→ Exercise details
Determine the number of lines in the data below that contain the string "directory", and respond with that number alone.

[Data extracted from a collection]
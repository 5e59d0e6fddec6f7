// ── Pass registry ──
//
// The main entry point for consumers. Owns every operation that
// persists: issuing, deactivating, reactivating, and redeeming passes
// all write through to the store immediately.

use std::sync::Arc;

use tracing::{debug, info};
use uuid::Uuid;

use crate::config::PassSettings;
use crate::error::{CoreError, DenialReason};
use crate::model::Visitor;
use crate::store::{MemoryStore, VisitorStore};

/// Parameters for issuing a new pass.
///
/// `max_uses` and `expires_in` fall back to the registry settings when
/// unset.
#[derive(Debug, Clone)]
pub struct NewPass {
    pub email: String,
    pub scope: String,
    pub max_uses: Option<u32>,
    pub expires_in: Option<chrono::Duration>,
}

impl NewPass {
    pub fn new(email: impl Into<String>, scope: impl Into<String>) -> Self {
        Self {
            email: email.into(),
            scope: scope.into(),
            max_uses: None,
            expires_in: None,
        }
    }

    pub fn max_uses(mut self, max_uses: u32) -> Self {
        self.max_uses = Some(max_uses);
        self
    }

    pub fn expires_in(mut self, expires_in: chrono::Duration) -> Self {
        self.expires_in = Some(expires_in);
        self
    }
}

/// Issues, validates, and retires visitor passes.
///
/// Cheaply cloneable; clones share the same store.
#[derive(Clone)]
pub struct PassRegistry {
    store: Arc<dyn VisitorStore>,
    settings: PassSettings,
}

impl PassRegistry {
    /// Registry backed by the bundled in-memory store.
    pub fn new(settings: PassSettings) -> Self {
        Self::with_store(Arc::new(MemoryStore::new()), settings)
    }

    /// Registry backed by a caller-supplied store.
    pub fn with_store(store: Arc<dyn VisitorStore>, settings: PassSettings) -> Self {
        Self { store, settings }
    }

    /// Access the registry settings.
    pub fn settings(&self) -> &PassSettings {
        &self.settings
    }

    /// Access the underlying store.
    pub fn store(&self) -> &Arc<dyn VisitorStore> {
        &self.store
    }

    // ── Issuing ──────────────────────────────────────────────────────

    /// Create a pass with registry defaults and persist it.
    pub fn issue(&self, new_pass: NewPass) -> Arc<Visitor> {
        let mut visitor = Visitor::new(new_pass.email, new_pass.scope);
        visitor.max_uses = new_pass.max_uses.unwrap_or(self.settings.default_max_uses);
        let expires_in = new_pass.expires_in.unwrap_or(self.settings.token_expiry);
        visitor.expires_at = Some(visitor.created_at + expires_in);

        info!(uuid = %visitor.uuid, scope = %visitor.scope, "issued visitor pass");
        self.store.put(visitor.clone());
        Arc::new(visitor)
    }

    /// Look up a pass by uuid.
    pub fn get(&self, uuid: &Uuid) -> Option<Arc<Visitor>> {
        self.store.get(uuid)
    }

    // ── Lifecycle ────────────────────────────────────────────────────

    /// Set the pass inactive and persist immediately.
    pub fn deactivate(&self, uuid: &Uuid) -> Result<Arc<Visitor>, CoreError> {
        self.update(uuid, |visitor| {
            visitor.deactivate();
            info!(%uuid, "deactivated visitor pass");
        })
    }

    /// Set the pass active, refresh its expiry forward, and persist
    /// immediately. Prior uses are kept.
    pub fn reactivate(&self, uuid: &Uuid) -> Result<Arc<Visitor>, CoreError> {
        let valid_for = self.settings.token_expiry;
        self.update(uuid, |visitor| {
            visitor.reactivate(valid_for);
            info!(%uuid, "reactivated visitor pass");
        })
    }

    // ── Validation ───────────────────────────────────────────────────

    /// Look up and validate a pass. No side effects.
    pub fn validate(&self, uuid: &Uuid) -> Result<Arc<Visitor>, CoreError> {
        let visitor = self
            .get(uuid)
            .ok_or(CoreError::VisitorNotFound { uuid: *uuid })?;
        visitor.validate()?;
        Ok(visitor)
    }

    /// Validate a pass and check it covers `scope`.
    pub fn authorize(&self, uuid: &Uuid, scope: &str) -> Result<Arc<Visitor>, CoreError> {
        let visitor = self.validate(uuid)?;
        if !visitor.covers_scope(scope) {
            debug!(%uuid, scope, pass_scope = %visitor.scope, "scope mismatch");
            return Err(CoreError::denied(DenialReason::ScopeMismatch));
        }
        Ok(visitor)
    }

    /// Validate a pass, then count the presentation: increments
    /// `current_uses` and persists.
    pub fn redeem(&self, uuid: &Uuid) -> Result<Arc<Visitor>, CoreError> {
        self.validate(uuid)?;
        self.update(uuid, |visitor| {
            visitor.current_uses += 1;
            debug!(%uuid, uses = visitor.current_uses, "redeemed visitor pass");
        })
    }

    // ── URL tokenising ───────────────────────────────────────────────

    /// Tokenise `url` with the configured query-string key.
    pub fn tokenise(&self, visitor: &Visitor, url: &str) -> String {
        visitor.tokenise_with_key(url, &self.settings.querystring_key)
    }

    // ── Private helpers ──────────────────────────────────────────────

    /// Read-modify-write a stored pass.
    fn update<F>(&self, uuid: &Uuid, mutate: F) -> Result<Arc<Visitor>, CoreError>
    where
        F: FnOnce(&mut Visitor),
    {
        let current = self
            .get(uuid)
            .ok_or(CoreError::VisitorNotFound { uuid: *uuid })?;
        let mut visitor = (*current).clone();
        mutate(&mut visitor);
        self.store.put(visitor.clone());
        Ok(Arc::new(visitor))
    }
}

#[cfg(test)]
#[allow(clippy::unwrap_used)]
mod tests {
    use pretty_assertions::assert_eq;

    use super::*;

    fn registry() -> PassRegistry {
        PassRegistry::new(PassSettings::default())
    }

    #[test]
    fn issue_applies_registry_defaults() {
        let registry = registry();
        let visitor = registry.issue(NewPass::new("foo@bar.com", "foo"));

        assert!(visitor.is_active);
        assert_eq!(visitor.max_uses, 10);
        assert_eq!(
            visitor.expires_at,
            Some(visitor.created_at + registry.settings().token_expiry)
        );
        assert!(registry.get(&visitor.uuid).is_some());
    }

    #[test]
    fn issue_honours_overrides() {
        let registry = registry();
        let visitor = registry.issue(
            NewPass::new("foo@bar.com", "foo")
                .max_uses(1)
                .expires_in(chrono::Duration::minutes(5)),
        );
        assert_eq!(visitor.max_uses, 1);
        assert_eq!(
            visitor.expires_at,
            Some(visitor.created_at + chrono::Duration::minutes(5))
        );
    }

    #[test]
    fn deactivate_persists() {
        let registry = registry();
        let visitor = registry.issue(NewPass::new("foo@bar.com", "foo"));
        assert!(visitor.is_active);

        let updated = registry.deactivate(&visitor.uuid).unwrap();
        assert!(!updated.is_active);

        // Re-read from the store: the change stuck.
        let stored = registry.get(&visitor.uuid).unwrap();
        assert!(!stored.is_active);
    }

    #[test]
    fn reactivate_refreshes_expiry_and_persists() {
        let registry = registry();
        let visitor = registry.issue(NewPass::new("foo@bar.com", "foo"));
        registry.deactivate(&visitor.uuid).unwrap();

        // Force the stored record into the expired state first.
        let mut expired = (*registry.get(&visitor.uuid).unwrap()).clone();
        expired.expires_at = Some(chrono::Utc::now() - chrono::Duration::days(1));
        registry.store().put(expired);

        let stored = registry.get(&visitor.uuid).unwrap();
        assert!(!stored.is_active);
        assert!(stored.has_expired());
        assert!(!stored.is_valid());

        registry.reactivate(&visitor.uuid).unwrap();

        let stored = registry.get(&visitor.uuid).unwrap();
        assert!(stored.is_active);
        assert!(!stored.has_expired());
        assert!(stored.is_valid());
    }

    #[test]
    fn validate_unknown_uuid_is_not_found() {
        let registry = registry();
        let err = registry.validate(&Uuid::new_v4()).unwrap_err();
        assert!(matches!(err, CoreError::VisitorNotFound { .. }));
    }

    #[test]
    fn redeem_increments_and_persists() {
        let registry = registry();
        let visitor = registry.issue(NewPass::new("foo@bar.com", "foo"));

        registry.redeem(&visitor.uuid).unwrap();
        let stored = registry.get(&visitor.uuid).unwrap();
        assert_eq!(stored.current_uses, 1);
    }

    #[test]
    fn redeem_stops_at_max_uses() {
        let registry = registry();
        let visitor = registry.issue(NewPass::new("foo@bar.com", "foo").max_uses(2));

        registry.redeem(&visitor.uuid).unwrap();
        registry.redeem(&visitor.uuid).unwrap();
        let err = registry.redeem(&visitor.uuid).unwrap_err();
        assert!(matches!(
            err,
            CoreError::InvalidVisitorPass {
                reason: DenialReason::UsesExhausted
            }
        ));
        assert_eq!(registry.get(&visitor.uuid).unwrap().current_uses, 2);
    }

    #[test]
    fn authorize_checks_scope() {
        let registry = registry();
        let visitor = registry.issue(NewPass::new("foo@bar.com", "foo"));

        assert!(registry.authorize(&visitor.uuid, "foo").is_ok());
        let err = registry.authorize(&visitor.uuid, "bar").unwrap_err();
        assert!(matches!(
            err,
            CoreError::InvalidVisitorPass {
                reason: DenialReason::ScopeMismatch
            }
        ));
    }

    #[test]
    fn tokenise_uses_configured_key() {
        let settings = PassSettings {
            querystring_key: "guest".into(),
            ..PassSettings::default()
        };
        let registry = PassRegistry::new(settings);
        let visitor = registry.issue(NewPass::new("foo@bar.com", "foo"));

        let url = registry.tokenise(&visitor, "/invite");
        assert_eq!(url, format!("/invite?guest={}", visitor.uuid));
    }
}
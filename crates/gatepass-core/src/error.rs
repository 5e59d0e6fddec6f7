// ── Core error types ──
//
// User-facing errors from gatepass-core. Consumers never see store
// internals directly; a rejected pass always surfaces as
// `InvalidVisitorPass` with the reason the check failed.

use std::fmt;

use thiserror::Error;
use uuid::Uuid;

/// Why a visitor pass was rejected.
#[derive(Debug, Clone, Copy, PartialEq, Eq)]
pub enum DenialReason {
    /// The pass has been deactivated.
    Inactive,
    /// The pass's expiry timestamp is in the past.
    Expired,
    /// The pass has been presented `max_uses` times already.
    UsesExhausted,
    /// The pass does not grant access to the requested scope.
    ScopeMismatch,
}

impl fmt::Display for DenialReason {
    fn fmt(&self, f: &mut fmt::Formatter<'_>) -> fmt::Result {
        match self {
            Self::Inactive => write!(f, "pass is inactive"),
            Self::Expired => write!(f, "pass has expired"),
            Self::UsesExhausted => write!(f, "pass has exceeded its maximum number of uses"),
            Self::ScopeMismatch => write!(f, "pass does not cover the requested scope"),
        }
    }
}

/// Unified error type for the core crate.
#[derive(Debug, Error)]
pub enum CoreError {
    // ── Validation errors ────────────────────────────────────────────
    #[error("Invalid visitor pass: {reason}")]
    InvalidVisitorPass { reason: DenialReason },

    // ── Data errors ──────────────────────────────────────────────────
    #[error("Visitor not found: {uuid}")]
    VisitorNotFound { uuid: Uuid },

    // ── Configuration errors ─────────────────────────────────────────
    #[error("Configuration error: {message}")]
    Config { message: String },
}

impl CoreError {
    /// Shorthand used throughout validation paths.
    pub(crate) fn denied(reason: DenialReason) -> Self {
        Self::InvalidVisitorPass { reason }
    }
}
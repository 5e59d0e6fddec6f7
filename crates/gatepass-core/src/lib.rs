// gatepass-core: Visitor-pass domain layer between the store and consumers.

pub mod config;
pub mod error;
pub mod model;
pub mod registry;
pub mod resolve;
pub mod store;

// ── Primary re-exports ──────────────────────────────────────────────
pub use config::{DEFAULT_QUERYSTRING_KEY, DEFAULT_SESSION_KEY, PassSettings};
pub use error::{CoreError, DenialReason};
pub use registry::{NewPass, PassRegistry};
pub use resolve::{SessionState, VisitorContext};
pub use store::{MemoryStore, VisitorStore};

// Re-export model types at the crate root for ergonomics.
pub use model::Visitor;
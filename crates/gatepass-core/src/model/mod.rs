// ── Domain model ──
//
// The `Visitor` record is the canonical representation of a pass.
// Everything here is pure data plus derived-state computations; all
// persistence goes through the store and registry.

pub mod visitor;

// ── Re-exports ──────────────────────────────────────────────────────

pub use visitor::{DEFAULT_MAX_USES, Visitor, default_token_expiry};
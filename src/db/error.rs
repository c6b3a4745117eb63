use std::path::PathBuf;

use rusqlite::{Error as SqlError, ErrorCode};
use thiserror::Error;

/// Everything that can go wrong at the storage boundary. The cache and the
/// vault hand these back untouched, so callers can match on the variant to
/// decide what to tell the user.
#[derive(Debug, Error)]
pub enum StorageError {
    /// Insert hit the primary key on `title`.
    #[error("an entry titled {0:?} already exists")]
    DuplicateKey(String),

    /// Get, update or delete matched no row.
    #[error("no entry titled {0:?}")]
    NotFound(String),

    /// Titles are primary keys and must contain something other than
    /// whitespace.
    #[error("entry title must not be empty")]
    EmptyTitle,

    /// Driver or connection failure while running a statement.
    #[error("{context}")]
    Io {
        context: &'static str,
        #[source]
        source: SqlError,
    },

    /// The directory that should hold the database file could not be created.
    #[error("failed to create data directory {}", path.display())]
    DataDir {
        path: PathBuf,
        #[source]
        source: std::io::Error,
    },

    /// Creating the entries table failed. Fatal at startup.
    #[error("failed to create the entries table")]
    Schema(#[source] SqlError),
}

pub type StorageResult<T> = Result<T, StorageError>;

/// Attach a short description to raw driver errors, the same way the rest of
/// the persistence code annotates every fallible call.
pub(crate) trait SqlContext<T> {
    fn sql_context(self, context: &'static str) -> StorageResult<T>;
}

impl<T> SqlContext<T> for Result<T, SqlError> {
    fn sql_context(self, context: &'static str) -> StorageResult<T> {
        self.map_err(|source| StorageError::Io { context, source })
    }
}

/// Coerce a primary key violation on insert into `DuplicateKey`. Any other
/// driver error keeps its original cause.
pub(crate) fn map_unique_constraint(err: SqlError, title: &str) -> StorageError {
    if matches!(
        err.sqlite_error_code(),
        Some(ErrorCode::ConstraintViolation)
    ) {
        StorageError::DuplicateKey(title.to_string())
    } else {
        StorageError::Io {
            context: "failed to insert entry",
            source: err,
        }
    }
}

→ Your solution
2